Rick Collier on Mount Chown in Jasper National Park. (Liam Harrap/Revelstoke Review)

Liam’s lowdown: Do what you do what you do

What's your "thing"?

What’s your “thing”?

Oh that dreaded question.

I never know what to say. I probably get awkward, my face will go red, I’ll splutter and probably try to change the topic to something like the escalating situation in Syria. A few weeks ago I was working on a hockey story and admitted to my interviewee that hockey wasn’t “my thing”.

“So what is your thing,” he asked.

“Plants or lichen,” I replied in panic.

*Crickets*

In retrospect, plants and lichen aren’t really my thing. I like them but know little. I just knew hockey wasn’t. That question reminds me of one man. There are few mountains in the Canadian Rockies that Rick Collier hadn’t summited. He bushwhacked, thrashed, scaled and climbed more than 1200 different peaks around the world. He was second to ascend all 11,000ers in the Canadian Rockies. Sadly, as Ponyboy once said nothing gold can ever last.
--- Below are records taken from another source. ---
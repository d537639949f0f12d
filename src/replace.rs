//! Turns a DFA plus a replacement callback into a function that rewrites a whole input,
//! preserving unchanged prefixes without copying.

use crate::dfa::Dfa;
use crate::scanner::Scanner;

/// A copy-on-write output buffer. Tracks a shared prefix of the source by length alone until
/// the first character is appended that diverges from the source at the current position, at
/// which point it allocates an owned buffer. If nothing ever diverges, no buffer is ever
/// allocated.
pub struct Appendable<'s> {
    src: &'s [u16],
    shared_len: usize,
    owned: Option<Vec<u16>>,
}

impl<'s> Appendable<'s> {
    fn new(src: &'s [u16]) -> Self {
        Self {
            src,
            shared_len: 0,
            owned: None,
        }
    }

    /// Appends one code unit.
    pub fn push(&mut self, c: u16) {
        match &mut self.owned {
            Some(buf) => buf.push(c),
            None => {
                if self.shared_len < self.src.len() && self.src[self.shared_len] == c {
                    self.shared_len += 1;
                } else {
                    let mut buf = Vec::with_capacity(self.src.len() + 8);
                    buf.extend_from_slice(&self.src[..self.shared_len]);
                    buf.push(c);
                    self.owned = Some(buf);
                }
            }
        }
    }

    /// Appends every code unit of `chars`.
    pub fn push_slice(&mut self, chars: &[u16]) {
        for &c in chars {
            self.push(c);
        }
    }

    /// Appends the UTF-16 encoding of `s`.
    pub fn push_str(&mut self, s: &str) {
        for unit in s.encode_utf16() {
            self.push(unit);
        }
    }

    fn into_string(self) -> String {
        match self.owned {
            Some(buf) => String::from_utf16_lossy(&buf),
            None => String::from_utf16_lossy(&self.src[..self.shared_len]),
        }
    }
}

/// Scans `src` for `language` and invokes `replace` for every match, rewriting the input.
///
/// `replace` receives the destination buffer, the matched accept value, the full source, and
/// the match's `[start, end)` span; it may append arbitrary content to `dest` and returns a
/// new cursor `end'` (clamped to `[start, src.len()]`). Scanning resumes at
/// `max(end', start + 1)`, guaranteeing progress every iteration.
pub fn find_and_replace<M, F>(dfa: &Dfa<M>, language: usize, src: &str, mut replace: F) -> String
where
    M: Clone,
    F: FnMut(&mut Appendable, &M, &[u16], usize, usize) -> usize,
{
    let units: Vec<u16> = src.encode_utf16().collect();
    let mut scanner = Scanner::new(dfa);
    let mut dest = Appendable::new(&units);
    let mut consumed = 0usize;
    let mut search_pos = 0usize;

    while search_pos <= units.len() {
        let Some((span, value)) = scanner.find_next(language, &units, search_pos) else {
            break;
        };
        dest.push_slice(&units[consumed..span.start]);
        let new_end = replace(&mut dest, &value, &units, span.start, span.end)
            .clamp(span.start, units.len());
        consumed = new_end;
        search_pos = new_end.max(span.start + 1);
    }
    dest.push_slice(&units[consumed..]);
    dest.into_string()
}

#[cfg(test)]
mod tests {
    use super::*;
    use crate::builder::Builder;
    use crate::pattern::range;
    use crate::resolver::NullResolver;
    use std::collections::BTreeSet;

    #[test]
    fn e6_lowercase_words_replaced_with_x() {
        let lower = range(b'a' as u16, b'z' as u16).unwrap();
        let mut builder: Builder<u32> = Builder::new();
        builder.add_pattern(crate::pattern::repeat(lower), 1);
        let language: BTreeSet<u32> = [1].into_iter().collect();
        let dfa = builder.build(&language, &NullResolver).unwrap();

        let out = find_and_replace(&dfa, 0, " foo bar ", |dest, _value, _src, _start, end| {
            dest.push_str("X");
            end
        });
        assert_eq!(out, " X X ");
    }

    #[test]
    fn pass_through_identity_when_nothing_matches() {
        let builder: Builder<u32> = Builder::new();
        let language: BTreeSet<u32> = BTreeSet::new();
        let dfa = builder.build(&language, &NullResolver).unwrap();
        let out = find_and_replace(&dfa, 0, "unchanged text", |dest, _v, _s, _a, b| {
            // Never invoked since there are no patterns, but keep the driver honest.
            dest.push_str("!");
            b
        });
        assert_eq!(out, "unchanged text");
    }

    #[test]
    fn declining_a_match_still_advances_and_preserves_identity() {
        let lower = range(b'a' as u16, b'z' as u16).unwrap();
        let mut builder: Builder<u32> = Builder::new();
        builder.add_pattern(lower, 1);
        let language: BTreeSet<u32> = [1].into_iter().collect();
        let dfa = builder.build(&language, &NullResolver).unwrap();

        // A callback that pushes nothing and reports `start` (no progress of its own) still
        // makes the driver advance, since it resumes scanning at `max(end', start + 1)`; the
        // declined character is later passed through unchanged by the next prefix copy.
        let out = find_and_replace(&dfa, 0, "abc", |_dest, _v, _src, start, _end| start);
        assert_eq!(out, "abc");
    }
}
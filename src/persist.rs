//! Serializes a minimized, packed [`Dfa`] to and from a portable byte stream.
//!
//! The stream is a small header (magic, format version, state count) followed by a `bincode`
//! payload of the packed states and start-state table; on load, states are reconnected
//! purely by index, so no mutable "placeholder" objects are needed during deserialization.

use serde::{de::DeserializeOwned, Serialize};

use crate::dfa::Dfa;
use crate::errors::{DfalexErrorKind, Result};

const MAGIC: &[u8; 4] = b"DFLX";
const FORMAT_VERSION: u32 = 1;

/// Serializes `dfa` into a portable byte stream.
pub fn to_bytes<M: Serialize>(dfa: &Dfa<M>) -> Vec<u8> {
    let mut out = Vec::new();
    out.extend_from_slice(MAGIC);
    out.extend_from_slice(&FORMAT_VERSION.to_le_bytes());
    out.extend_from_slice(&(dfa.state_count() as u64).to_le_bytes());
    let payload = bincode::serialize(dfa).expect("packed DFA is always serializable");
    out.extend_from_slice(&payload);
    out
}

/// Deserializes a DFA previously produced by [`to_bytes`].
///
/// Returns `SerializationError` if the header is malformed, the version is unsupported, or
/// the payload does not decode.
pub fn from_bytes<M: DeserializeOwned>(bytes: &[u8]) -> Result<Dfa<M>> {
    if bytes.len() < 16 || &bytes[0..4] != MAGIC {
        return Err(DfalexErrorKind::SerializationError("bad header".to_string()).into());
    }
    let version = u32::from_le_bytes(bytes[4..8].try_into().unwrap());
    if version != FORMAT_VERSION {
        return Err(DfalexErrorKind::SerializationError(format!(
            "unsupported format version {version}"
        ))
        .into());
    }
    let declared_states = u64::from_le_bytes(bytes[8..16].try_into().unwrap());
    let dfa: Dfa<M> = bincode::deserialize(&bytes[16..])
        .map_err(|e| DfalexErrorKind::SerializationError(e.to_string()))?;
    if dfa.state_count() as u64 != declared_states {
        return Err(DfalexErrorKind::SerializationError(
            "state count header does not match payload".to_string(),
        )
        .into());
    }
    Ok(dfa)
}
In 2012, at the age of 71 Collier fell to his death on Mount Geikie in Mount Robson Provincial Park after the rock face gave way. The B.C. Coroner said he died within moments. It always frustrated me that news articles at the time barely mentioned that he was a climber. Instead focusing on his environmental activism and that he was a former NDP candidate. But that wasn’t what he was known for. Sometimes the media gets it wrong.
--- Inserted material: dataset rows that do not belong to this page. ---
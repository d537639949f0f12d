//! Pattern algebra: an immutable tree of pattern nodes that knows how to emit itself into
//! an NFA and whether it matches the empty string.

use crate::errors::{DfalexErrorKind, Result};
use crate::internal::ids::StateID;
use crate::internal::nfa::Nfa;

/// The maximum character value in the 16-bit code-unit domain this crate operates over.
pub const MAX_CHAR: u16 = 0xFFFF;

/// An immutable node in the pattern algebra tree.
///
/// Patterns are built with the free functions in this module (`literal`, `range`, `then`,
/// ...) and combined freely; a `Pattern` may be cloned and reused across many builders.
#[derive(Debug, Clone, PartialEq, Eq)]
#[cfg_attr(feature = "serde", derive(serde::Serialize, serde::Deserialize))]
pub enum Pattern {
    /// A fixed sequence of characters.
    Literal {
        /// The code units to match, one state transition per unit.
        chars: Vec<u16>,
        /// When true, each unit also matches its other-case form.
        fold_case: bool,
    },
    /// An inclusive range `[first, last]` of a single character.
    Range(u16, u16),
    /// `a` followed by `b`.
    Concat(Box<Pattern>, Box<Pattern>),
    /// Any one of the alternatives.
    Union(Vec<Pattern>),
    /// Kleene star (`at_least_one == false`) or plus (`at_least_one == true`).
    Repeat(Box<Pattern>, bool),
    /// `p` or the empty string.
    Optional(Box<Pattern>),
    /// Matches the empty string only.
    Empty,
}

impl Pattern {
    /// Structural determination of whether this pattern can match the empty string.
    pub fn matches_empty(&self) -> bool {
        match self {
            Pattern::Literal { chars, .. } => chars.is_empty(),
            Pattern::Range(_, _) => false,
            Pattern::Concat(a, b) => a.matches_empty() && b.matches_empty(),
            Pattern::Union(alts) => alts.iter().any(Pattern::matches_empty),
            Pattern::Repeat(inner, at_least_one) => !*at_least_one || inner.matches_empty(),
            Pattern::Optional(_) => true,
            Pattern::Empty => true,
        }
    }

    /// Adds states to `nfa` such that following the returned entry state and matching this
    /// pattern reaches `target`. Adds no outgoing edges to `target` or to any pre-existing
    /// state.
    pub(crate) fn emit_into_nfa<M: Clone>(&self, nfa: &mut Nfa<M>, target: StateID) -> StateID {
        match self {
            Pattern::Literal { chars, fold_case } => {
                if chars.is_empty() {
                    return target;
                }
                let mut next = target;
                for &c in chars.iter().rev() {
                    let from = nfa.add_state(None);
                    for unit in literal_units(c, *fold_case) {
                        nfa.add_transition(from, next, unit, unit);
                    }
                    next = from;
                }
                next
            }
            Pattern::Range(first, last) => {
                let entry = nfa.add_state(None);
                nfa.add_transition(entry, target, *first, *last);
                entry
            }
            Pattern::Concat(a, b) => {
                let mid = b.emit_into_nfa(nfa, target);
                a.emit_into_nfa(nfa, mid)
            }
            Pattern::Union(alts) => {
                let s = nfa.add_state(None);
                for alt in alts {
                    let entry = alt.emit_into_nfa(nfa, target);
                    nfa.add_epsilon(s, entry);
                }
                s
            }
            Pattern::Repeat(inner, at_least_one) => {
                let rep = nfa.add_state(None);
                nfa.add_epsilon(rep, target);
                let start = inner.emit_into_nfa(nfa, rep);
                nfa.add_epsilon(rep, start);
                if *at_least_one || inner.matches_empty() {
                    start
                } else {
                    let skip = nfa.add_state(None);
                    nfa.add_epsilon(skip, target);
                    nfa.add_epsilon(skip, start);
                    skip
                }
            }
            Pattern::Optional(inner) => {
                let start = inner.emit_into_nfa(nfa, target);
                if inner.matches_empty() {
                    start
                } else {
                    let skip = nfa.add_state(None);
                    nfa.add_epsilon(skip, target);
                    nfa.add_epsilon(skip, start);
                    skip
                }
            }
            Pattern::Empty => target,
        }
    }

    /// `self` followed by `other`.
    pub fn then(self, other: Pattern) -> Pattern {
        Pattern::Concat(Box::new(self), Box::new(other))
    }

    /// `self` followed by `literal(s)`.
    pub fn then_literal(self, s: &str) -> Pattern {
        self.then(literal(s))
    }

    /// `self` followed by `literal_ignoring_case(s)`.
    pub fn then_literal_ignoring_case(self, s: &str) -> Pattern {
        self.then(literal_ignoring_case(s))
    }

    /// `self` followed by one or more repetitions of `p`.
    pub fn then_repeat(self, p: Pattern) -> Pattern {
        self.then(repeat(p))
    }

    /// `self` followed by `p?`.
    pub fn then_maybe(self, p: Pattern) -> Pattern {
        self.then(maybe(p))
    }

    /// `self` followed by `p*`.
    pub fn then_maybe_repeat(self, p: Pattern) -> Pattern {
        self.then(maybe_repeat(p))
    }
}

/// Computes the distinct 16-bit units that a single code unit `c` should also match when
/// folding case, including `c` itself. Only single-unit case mappings are considered, in
/// keeping with the 16-bit code-unit domain this crate works in.
fn literal_units(c: u16, fold_case: bool) -> Vec<u16> {
    if !fold_case {
        return vec![c];
    }
    let mut units = vec![c];
    if let Some(ch) = char::from_u32(c as u32) {
        for variant in ch.to_uppercase().chain(ch.to_lowercase()) {
            let mut buf = [0u16; 2];
            let encoded = variant.encode_utf16(&mut buf);
            if encoded.len() == 1 && !units.contains(&encoded[0]) {
                units.push(encoded[0]);
            }
        }
    }
    units
}

/// Matches the empty string.
pub fn empty() -> Pattern {
    Pattern::Empty
}

/// Matches the exact sequence of characters in `s`, case-sensitively.
pub fn literal(s: &str) -> Pattern {
    Pattern::Literal {
        chars: s.encode_utf16().collect(),
        fold_case: false,
    }
}

/// Matches the exact sequence of characters in `s`, folding the case of each unit.
pub fn literal_ignoring_case(s: &str) -> Pattern {
    Pattern::Literal {
        chars: s.encode_utf16().collect(),
        fold_case: true,
    }
}

/// Matches a single character in the inclusive range `[lo, hi]`.
///
/// Returns `Err(InvalidRange)` if `lo > hi`.
pub fn range(lo: u16, hi: u16) -> Result<Pattern> {
    if lo > hi {
        return Err(DfalexErrorKind::InvalidRange(lo, hi).into());
    }
    Ok(Pattern::Range(lo, hi))
}

/// Matches any one character drawn from `chars`. Every character passed is included; none are
/// skipped.
pub fn any_char_in(chars: &[char]) -> Pattern {
    let alts = chars
        .iter()
        .flat_map(|&c| {
            let mut buf = [0u16; 2];
            c.encode_utf16(&mut buf).to_vec()
        })
        .map(|u| Pattern::Range(u, u))
        .collect();
    Pattern::Union(alts)
}

/// Matches any one of `patterns`. Every pattern passed is included; none are skipped.
pub fn any_of(patterns: &[Pattern]) -> Pattern {
    Pattern::Union(patterns.to_vec())
}

/// Kleene plus: one or more repetitions of `p`.
pub fn repeat(p: Pattern) -> Pattern {
    Pattern::Repeat(Box::new(p), true)
}

/// Kleene star: zero or more repetitions of `p`.
pub fn maybe_repeat(p: Pattern) -> Pattern {
    Pattern::Repeat(Box::new(p), false)
}

/// `p` or the empty string.
pub fn maybe(p: Pattern) -> Pattern {
    Pattern::Optional(Box::new(p))
}

#[cfg(test)]
mod tests {
    use super::*;

    #[test]
    fn empty_matches_empty() {
        assert!(empty().matches_empty());
        assert!(!Pattern::Range(b'a' as u16, b'z' as u16).matches_empty());
    }

    #[test]
    fn literal_matches_empty_iff_zero_length() {
        assert!(literal("").matches_empty());
        assert!(!literal("a").matches_empty());
    }

    #[test]
    fn repeat_matches_empty_rules() {
        let star = maybe_repeat(literal("a"));
        assert!(star.matches_empty());
        let plus = repeat(literal("a"));
        assert!(!plus.matches_empty());
        let plus_of_empty = repeat(empty());
        assert!(plus_of_empty.matches_empty());
    }

    #[test]
    fn any_of_includes_every_alternative() {
        let alts = vec![literal("a"), literal("b"), literal("c")];
        let p = any_of(&alts);
        match p {
            Pattern::Union(v) => assert_eq!(v.len(), 3),
            _ => panic!("expected Union"),
        }
    }

    #[test]
    fn any_char_in_includes_every_char() {
        let p = any_char_in(&['x', 'y', 'z']);
        match p {
            Pattern::Union(v) => assert_eq!(v.len(), 3),
            _ => panic!("expected Union"),
        }
    }

    #[test]
    fn invalid_range_is_rejected() {
        assert!(range(10, 5).is_err());
        assert!(range(5, 10).is_ok());
    }
}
Collier had invited me on that trip. I always wonder what would have happened if I had gone. What if?

Collier was a literature professor at Mount Royal University and once wrote a piece that has resonated with me ever since.

“Early on I realized that tennis, baseball, or any sport requiring the careful management of a spheroid was beyond my capabilities; indeed, most activities demanding agility and coordination were best left for more competent others. However, I was exceptional at something quite different — suffering. Give me sweating, gut-it-out, muscle-aching recreations. I excelled at long-distance running, cycle touring, multi-day ski trips, mountain climbing. By age twenty I understood that this was not merely neurosis: bushwhacking through a remote valley or hauling my carcass up the rubble and cliffs of yet another unremarkable summit was transfiguring; I was clawing myself out of the boxes that imprison us all: education, job, debt, responsibility, others’ expectations. I could breathe and smell and taste exquisitely, and, for a time, see into the life of things.”
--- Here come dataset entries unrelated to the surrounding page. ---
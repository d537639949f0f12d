//! Subset construction: converts a multi-start NFA into a raw DFA over disjoint character
//! ranges, resolving per-state ambiguity among accept values.

use std::collections::BTreeSet;
use std::hash::Hash;

use rustc_hash::FxHashMap;

use super::ids::{AcceptID, StateID};
use super::nfa::Nfa;
use crate::errors::{DfalexErrorKind, Result};
use crate::resolver::AmbiguityResolver;

/// A single raw DFA state: disjoint, ascending transitions plus an optional accept index.
#[derive(Debug, Clone, Default)]
pub(crate) struct RawDfaState {
    pub(crate) transitions: Vec<(u16, u16, StateID)>,
    pub(crate) accept: Option<AcceptID>,
}

/// A DFA produced directly by subset construction, before minimization.
#[derive(Debug, Clone)]
pub(crate) struct RawDfa<M> {
    pub(crate) states: Vec<RawDfaState>,
    /// The deduplicated table of accept values produced by ambiguity resolution.
    pub(crate) accept_sets: Vec<M>,
    /// One start state index per input language, in order.
    pub(crate) starts: Vec<StateID>,
}

fn intern_accept<M: Clone + Eq>(table: &mut Vec<M>, value: M) -> AcceptID {
    if let Some(pos) = table.iter().position(|v| *v == value) {
        return AcceptID::new(pos as u32);
    }
    table.push(value);
    AcceptID::new((table.len() - 1) as u32)
}

fn intern_set(
    map: &mut FxHashMap<Vec<StateID>, StateID>,
    sets: &mut Vec<Vec<StateID>>,
    mut set: Vec<StateID>,
) -> StateID {
    set.sort_unstable();
    set.dedup();
    if let Some(&id) = map.get(&set) {
        return id;
    }
    let id = StateID::new(sets.len() as u32);
    map.insert(set.clone(), id);
    sets.push(set);
    id
}

/// Builds a raw DFA from `nfa` with one start state per entry of `starts`, resolving any
/// per-state ambiguity among accept values with `resolver`.
pub(crate) fn build_raw_dfa<M>(
    nfa: &Nfa<M>,
    starts: &[StateID],
    resolver: &dyn AmbiguityResolver<M>,
) -> Result<RawDfa<M>>
where
    M: Clone + Eq + Ord + Hash + std::fmt::Debug,
{
    let mut state_for_set: FxHashMap<Vec<StateID>, StateID> = FxHashMap::default();
    let mut sets: Vec<Vec<StateID>> = Vec::new();
    let mut dfa_starts = Vec::with_capacity(starts.len());

    for &s in starts {
        let closure = nfa.epsilon_closure(s);
        let id = intern_set(&mut state_for_set, &mut sets, closure);
        dfa_starts.push(id);
    }

    let mut accept_sets: Vec<M> = Vec::new();
    let mut raw_states: Vec<RawDfaState> = Vec::new();
    let mut processed = 0usize;

    while processed < sets.len() {
        let set = sets[processed].clone();

        let all_transitions: Vec<(u16, u16, StateID)> = set
            .iter()
            .flat_map(|&s| nfa.transitions_of(s).iter().copied())
            .collect();

        let mut boundaries: BTreeSet<u32> = BTreeSet::new();
        for &(first, last, _) in &all_transitions {
            boundaries.insert(first as u32);
            boundaries.insert(last as u32 + 1);
        }
        let boundaries: Vec<u32> = boundaries.into_iter().collect();

        let mut dfa_transitions: Vec<(u16, u16, StateID)> = Vec::new();
        for w in boundaries.windows(2) {
            let lo = w[0];
            let hi = w[1] - 1;
            let mut targets: Vec<StateID> = Vec::new();
            for &(first, last, target) in &all_transitions {
                if first as u32 <= lo && hi <= last as u32 {
                    for closed in nfa.epsilon_closure(target) {
                        if !targets.contains(&closed) {
                            targets.push(closed);
                        }
                    }
                }
            }
            if targets.is_empty() {
                continue;
            }
            let dfa_target = intern_set(&mut state_for_set, &mut sets, targets);
            dfa_transitions.push((lo as u16, hi as u16, dfa_target));
        }
        merge_adjacent_equal(&mut dfa_transitions);

        let accept_values: BTreeSet<M> = set
            .iter()
            .filter_map(|&s| nfa.accept_of(s).cloned())
            .collect();
        let accept = match accept_values.len() {
            0 => None,
            1 => Some(intern_accept(
                &mut accept_sets,
                accept_values.into_iter().next().unwrap(),
            )),
            _ => {
                let resolved = resolver.resolve(&accept_values).ok_or_else(|| {
                    DfalexErrorKind::AmbiguousMatch(format!("{:?}", accept_values))
                })?;
                Some(intern_accept(&mut accept_sets, resolved))
            }
        };

        raw_states.push(RawDfaState {
            transitions: dfa_transitions,
            accept,
        });
        processed += 1;
    }

    Ok(RawDfa {
        states: raw_states,
        accept_sets,
        starts: dfa_starts,
    })
}

/// Merges adjacent transitions that share a boundary and point at the same target, and
/// asserts the disjoint-and-covers-no-character-twice invariant.
fn merge_adjacent_equal(transitions: &mut Vec<(u16, u16, StateID)>) {
    transitions.sort_unstable_by_key(|&(first, _, _)| first);
    let mut merged: Vec<(u16, u16, StateID)> = Vec::with_capacity(transitions.len());
    for t in transitions.drain(..) {
        if let Some(last) = merged.last_mut() {
            if last.2 == t.2 && last.1 as u32 + 1 == t.0 as u32 {
                last.1 = t.1;
                continue;
            }
        }
        merged.push(t);
    }
    *transitions = merged;
}

impl<M> RawDfa<M> {
    /// Checks the coverage invariant: disjoint, ascending, within `[0, MAX_CHAR]`.
    #[cfg(test)]
    pub(crate) fn check_coverage_invariant(&self) {
        for state in &self.states {
            let mut prev_end: i64 = -1;
            for &(first, last, _) in &state.transitions {
                assert!(first <= last);
                assert!(last <= MAX_CHAR);
                assert!(first as i64 > prev_end, "overlapping or unsorted ranges");
                prev_end = last as i64;
            }
        }
    }
}

#[cfg(test)]
mod tests {
    use super::*;
    use crate::internal::nfa::Nfa;
    use crate::pattern::literal;
    use crate::resolver::NullResolver;

    #[test]
    fn single_literal_builds_linear_dfa() {
        let mut nfa: Nfa<u32> = Nfa::new();
        let accept = nfa.add_state(Some(1));
        let entry = literal("ab").emit_into_nfa(&mut nfa, accept);
        let raw = build_raw_dfa(&nfa, &[entry], &NullResolver).unwrap();
        raw.check_coverage_invariant();
        // start -a-> mid -b-> accept : 3 reachable dfa states.
        assert_eq!(raw.states.len(), 3);
        assert_eq!(raw.starts.len(), 1);
    }

    #[test]
    fn ambiguous_accepts_fail_without_resolver() {
        let mut nfa: Nfa<u32> = Nfa::new();
        let end1 = nfa.add_state(Some(1));
        let end2 = nfa.add_state(Some(2));
        let entry1 = literal("x").emit_into_nfa(&mut nfa, end1);
        let entry2 = literal("x").emit_into_nfa(&mut nfa, end2);
        let hub = nfa.add_state(None);
        nfa.add_epsilon(hub, entry1);
        nfa.add_epsilon(hub, entry2);
        let result = build_raw_dfa(&nfa, &[hub], &NullResolver);
        assert!(result.is_err());
    }
}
I, too, excel at suffering.

My entire life I’ve groveled from one mountain to the next. I’ve climbed more mountains than most, but I don’t call myself a climber. I lack the finesse and courage, more important are the tennis ball pikas and brilliant blue forget-me-nots. My summers are usually spent pouring over maps and looking for obscure peaks that aren’t in a guidebook or really have any notability except for existing. I crawl up slopes with a mountainous pack filled with cheese platters and watermelons. At the end of the day, my body is broken. But I’m happy. It lets me “see into the life of things”.

I’ve skied all my life, but I’m not great. I have little form, grace, or style. I just point my skis downhill, wiggle my bum, and hope for the best. I’m good at enduring, at least in the physical aspect. I’m an emotional marshmallow inside that sobs in movies like Seabiscuit and Babe: Pig in the City (that scene where the pit bull is chasing the pig with a lawn mower attached and Babe’s minuscule life flashes before his eyes…Jocelyn I need a tissue).

One time at a first aid course, we went around the circle and the instructor asked what people were good at.

“You’re good at talking with people? OK, you’ll console people after an accident? You have a communication job? OK, you’ll talk with 911.”

When the circle came to me, I for some stupid reason said I was good at suffering.

Again, awkward silence.

“You earlier said you have a biology background? OK, we’ll put you in charge of pets.”

And so on this Christmas Eve, I raise my glass to those who excel at things not celebrated on glossy posters, adventure videos, universities, and postcards. As Collier wrote, if they help you claw out from the boxes that imprison us all, keep doing them.